START Data for this task

//! Encoder facade: configure per-attribute quantization and speed, then
//! serialize a point cloud or mesh into a Draco bitstream.
//!
//! The body is sequential. Float attributes with quantization configured are
//! stored as bit-packed offsets from a per-attribute frame; everything else is
//! stored verbatim. Mesh connectivity is either raw or delta coded depending on
//! the encoding speed.

use tracing::debug;

use crate::compression_config::{EncodedGeometryType, MeshEncodingMethod, PointCloudEncodingMethod};
use crate::encoder_buffer::EncoderBuffer;
use crate::encoder_options::EncoderOptions;
use crate::geometry::Geometry;
use crate::geometry_attribute::{GeometryAttributeType, PointAttribute};
use crate::geometry_indices::{AttributeValueIndex, PointIndex};
use crate::mesh::Mesh;
use crate::point_cloud::PointCloud;
use crate::quantization_utils::{max_quantized_value, QuantizationFrame, Quantizer};
use crate::status::{DracoError, Status, StatusOr};
use crate::version::{DRACO_BITSTREAM_VERSION_MAJOR, DRACO_BITSTREAM_VERSION_MINOR, DRACO_MAGIC};

/// Upper bound accepted for any attribute's quantization bits.
pub const MAX_QUANTIZATION_BITS: i32 = 30;

#[derive(Debug, Clone, Default)]
pub struct Encoder {
    options: EncoderOptions,
}

impl Encoder {
    pub fn new() -> Self {
        Self::default()
    }

    pub fn options(&self) -> &EncoderOptions {
        &self.options
    }

    /// Quantize every attribute of `att_type` with `bits` bits.
    pub fn set_attribute_quantization(&mut self, att_type: GeometryAttributeType, bits: i32) {
        self.options.set_attribute_int(att_type, "quantization_bits", bits);
    }

    /// Speeds run from 0 (best compression) to 10 (fastest).
    pub fn set_speed_options(&mut self, encoding_speed: i32, decoding_speed: i32) {
        self.options.set_speed(encoding_speed, decoding_speed);
    }

    pub fn encode_point_cloud_to_buffer(&self, pc: &PointCloud, out_buffer: &mut EncoderBuffer) -> Status {
        check_point_cloud(pc)?;
        encode_header(
            out_buffer,
            EncodedGeometryType::PointCloud,
            PointCloudEncodingMethod::PointCloudSequentialEncoding as u8,
        );
        self.encode_attributes(pc, out_buffer)?;
        debug!(
            points = pc.num_points(),
            attributes = pc.num_attributes(),
            bytes = out_buffer.size(),
            "encoded point cloud"
        );
        Ok(())
    }

    pub fn encode_mesh_to_buffer(&self, mesh: &Mesh, out_buffer: &mut EncoderBuffer) -> Status {
        check_point_cloud(mesh)?;
        let num_points = mesh.num_points() as u32;
        if let Some(face) = mesh.faces().iter().find(|f| f.iter().any(|p| p.0 >= num_points)) {
            return Err(DracoError::InvalidParameter(format!(
                "Face {:?} references a point outside 0..{}",
                face, num_points
            )));
        }

        let method = MeshEncodingMethod::for_speed(self.options.get_encoding_speed());
        encode_header(out_buffer, EncodedGeometryType::TriangularMesh, method as u8);
        self.encode_attributes(mesh, out_buffer)?;
        encode_connectivity(mesh, method, out_buffer);
        debug!(
            points = mesh.num_points(),
            faces = mesh.num_faces(),
            method = ?method,
            bytes = out_buffer.size(),
            "encoded mesh"
        );
        Ok(())
    }

    /// Mesh path when the geometry has at least one face, point cloud otherwise.
    pub fn encode_geometry_to_buffer(&self, geometry: &Geometry, out_buffer: &mut EncoderBuffer) -> StatusOr<EncodedGeometryType> {
        match geometry {
            Geometry::Mesh(mesh) if mesh.num_faces() > 0 => {
                self.encode_mesh_to_buffer(mesh, out_buffer)?;
                Ok(EncodedGeometryType::TriangularMesh)
            }
            other => {
                self.encode_point_cloud_to_buffer(other.point_cloud(), out_buffer)?;
                Ok(EncodedGeometryType::PointCloud)
            }
        }
    }

    fn encode_attributes(&self, pc: &PointCloud, out_buffer: &mut EncoderBuffer) -> Status {
        out_buffer.encode_varint(pc.num_points() as u64);
        out_buffer.encode_varint(pc.num_attributes() as u64);
        for att in pc.attributes() {
            let bits = self.options.get_quantization_bits(att.attribute_type());
            if bits > MAX_QUANTIZATION_BITS {
                return Err(DracoError::InvalidParameter(format!(
                    "Quantization bits {} for {} attribute exceed {}",
                    bits,
                    att.attribute_type().name(),
                    MAX_QUANTIZATION_BITS
                )));
            }
            encode_attribute(att, pc.num_points(), bits, out_buffer);
        }
        Ok(())
    }
}

fn check_point_cloud(pc: &PointCloud) -> Status {
    if pc.named_attribute_id(GeometryAttributeType::Position) < 0 {
        return Err(DracoError::InvalidParameter("Missing position attribute".into()));
    }
    if pc.num_points() == 0 {
        return Err(DracoError::InvalidParameter("Geometry has no points".into()));
    }
    for att in pc.attributes() {
        if att.num_components() == 0 {
            return Err(DracoError::InvalidParameter(format!(
                "The {} attribute has no components",
                att.attribute_type().name()
            )));
        }
        let in_range = (0..pc.num_points())
            .map(|p| att.mapped_index(PointIndex(p as u32)))
            .all(|v| (v.0 as usize) < att.size());
        if !in_range {
            return Err(DracoError::InvalidParameter(format!(
                "The {} attribute maps points to missing values",
                att.attribute_type().name()
            )));
        }
    }
    Ok(())
}

fn encode_header(out_buffer: &mut EncoderBuffer, geometry_type: EncodedGeometryType, method: u8) {
    out_buffer.encode_bytes(DRACO_MAGIC);
    out_buffer.encode_u8(DRACO_BITSTREAM_VERSION_MAJOR);
    out_buffer.encode_u8(DRACO_BITSTREAM_VERSION_MINOR);
    out_buffer.encode_u8(geometry_type as u8);
    out_buffer.encode_u8(method);
    out_buffer.encode_u16(0);
}

fn encode_attribute(att: &PointAttribute, num_points: usize, bits: i32, out_buffer: &mut EncoderBuffer) {
    out_buffer.encode_u8(att.attribute_type() as i8 as u8);
    out_buffer.encode_u8(att.data_type() as u8);
    out_buffer.encode_u8(att.num_components());
    out_buffer.encode_u8(att.normalized() as u8);
    out_buffer.encode_varint(att.unique_id() as u64);
    out_buffer.encode_varint(att.size() as u64);

    let quantize = bits > 0 && att.data_type().is_float();
    if quantize {
        out_buffer.encode_u8(bits as u8);
        let values: Vec<f32> = (0..att.size())
            .flat_map(|i| att.value_f32(AttributeValueIndex(i as u32)))
            .collect();
        let frame = QuantizationFrame::from_values(&values, att.num_components() as usize);
        for &min in &frame.min_values {
            out_buffer.encode_f32(min);
        }
        out_buffer.encode_f32(frame.range);

        let mut quantizer = Quantizer::new();
        quantizer.init(frame.range, max_quantized_value(bits));
        let num_components = att.num_components() as usize;
        let quantized: Vec<u32> = values
            .iter()
            .enumerate()
            .map(|(i, &v)| {
                quantizer
                    .quantize_float(v - frame.min_values[i % num_components])
                    .min(max_quantized_value(bits))
            })
            .collect();
        out_buffer.encode_packed_bits(&quantized, bits as u32);
    } else {
        out_buffer.encode_u8(0);
        out_buffer.encode_bytes(&att.buffer().data()[..att.size() * att.byte_stride()]);
    }

    if att.is_mapping_identity() {
        out_buffer.encode_u8(0);
    } else {
        out_buffer.encode_u8(1);
        for p in 0..num_points {
            out_buffer.encode_varint(att.mapped_index(PointIndex(p as u32)).0 as u64);
        }
    }
}

fn encode_connectivity(mesh: &Mesh, method: MeshEncodingMethod, out_buffer: &mut EncoderBuffer) {
    out_buffer.encode_varint(mesh.num_faces() as u64);
    match method {
        MeshEncodingMethod::MeshSequentialEncoding => {
            for face in mesh.faces() {
                for corner in face {
                    out_buffer.encode_u32(corner.0);
                }
            }
        }
        MeshEncodingMethod::MeshDeltaEncoding => {
            let mut last = 0i64;
            for face in mesh.faces() {
                for corner in face {
                    let value = corner.0 as i64;
                    out_buffer.encode_signed_varint(value - last);
                    last = value;
                }
            }
        }
    }
}

#[cfg(test)]
mod tests {
    use super::*;

    fn triangle() -> Mesh {
        let mut mesh = Mesh::new();
        mesh.add_attribute(PointAttribute::from_f32_values(
            GeometryAttributeType::Position,
            3,
            &[0.0, 0.0, 0.0, 1.0, 0.0, 0.0, 0.0, 1.0, 0.0],
        ));
        mesh.add_face([PointIndex(0), PointIndex(1), PointIndex(2)]);
        mesh
    }

    #[test]
    fn test_header_layout() {
        let mut encoder = Encoder::new();
        encoder.set_speed_options(10, 10);
        let mut buffer = EncoderBuffer::new();
        encoder.encode_mesh_to_buffer(&triangle(), &mut buffer).unwrap();

        let data = buffer.data();
        assert_eq!(&data[..5], b"DRACO");
        assert_eq!(data[5], DRACO_BITSTREAM_VERSION_MAJOR);
        assert_eq!(data[7], EncodedGeometryType::TriangularMesh as u8);
        assert_eq!(data[8], MeshEncodingMethod::MeshSequentialEncoding as u8);
    }

    #[test]
    fn test_face_out_of_range_is_rejected() {
        let mut mesh = triangle();
        mesh.add_face([PointIndex(0), PointIndex(1), PointIndex(9)]);
        let mut buffer = EncoderBuffer::new();
        assert!(Encoder::new().encode_mesh_to_buffer(&mesh, &mut buffer).is_err());
    }

    #[test]
    fn test_missing_position_is_rejected() {
        let mut pc = PointCloud::new();
        pc.add_attribute(PointAttribute::from_f32_values(GeometryAttributeType::Normal, 3, &[0.0, 0.0, 1.0]));
        let mut buffer = EncoderBuffer::new();
        let err = Encoder::new().encode_point_cloud_to_buffer(&pc, &mut buffer).unwrap_err();
        assert!(err.to_string().contains("position"));
    }

    #[test]
    fn test_too_many_quantization_bits_is_rejected() {
        let mut encoder = Encoder::new();
        encoder.set_attribute_quantization(GeometryAttributeType::Position, 31);
        let mut buffer = EncoderBuffer::new();
        assert!(encoder.encode_mesh_to_buffer(&triangle(), &mut buffer).is_err());
    }

    #[test]
    fn test_quantization_shrinks_output() {
        let mut raw = EncoderBuffer::new();
        Encoder::new().encode_mesh_to_buffer(&triangle(), &mut raw).unwrap();

        let mut encoder = Encoder::new();
        encoder.set_attribute_quantization(GeometryAttributeType::Position, 4);
        let mut quantized = EncoderBuffer::new();
        encoder.encode_mesh_to_buffer(&triangle(), &mut quantized).unwrap();
        assert!(quantized.size() < raw.size());
    }

    #[test]
    fn test_faceless_mesh_takes_point_cloud_path() {
        let mut mesh = triangle();
        mesh.set_num_faces(0);
        let mut buffer = EncoderBuffer::new();
        let kind = Encoder::new()
            .encode_geometry_to_buffer(&Geometry::Mesh(mesh), &mut buffer)
            .unwrap();
        assert_eq!(kind, EncodedGeometryType::PointCloud);
    }
}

END Data for this task

Activity: Provide solely the number of lines in the listing that contain "stored".

Result of this exercise: 2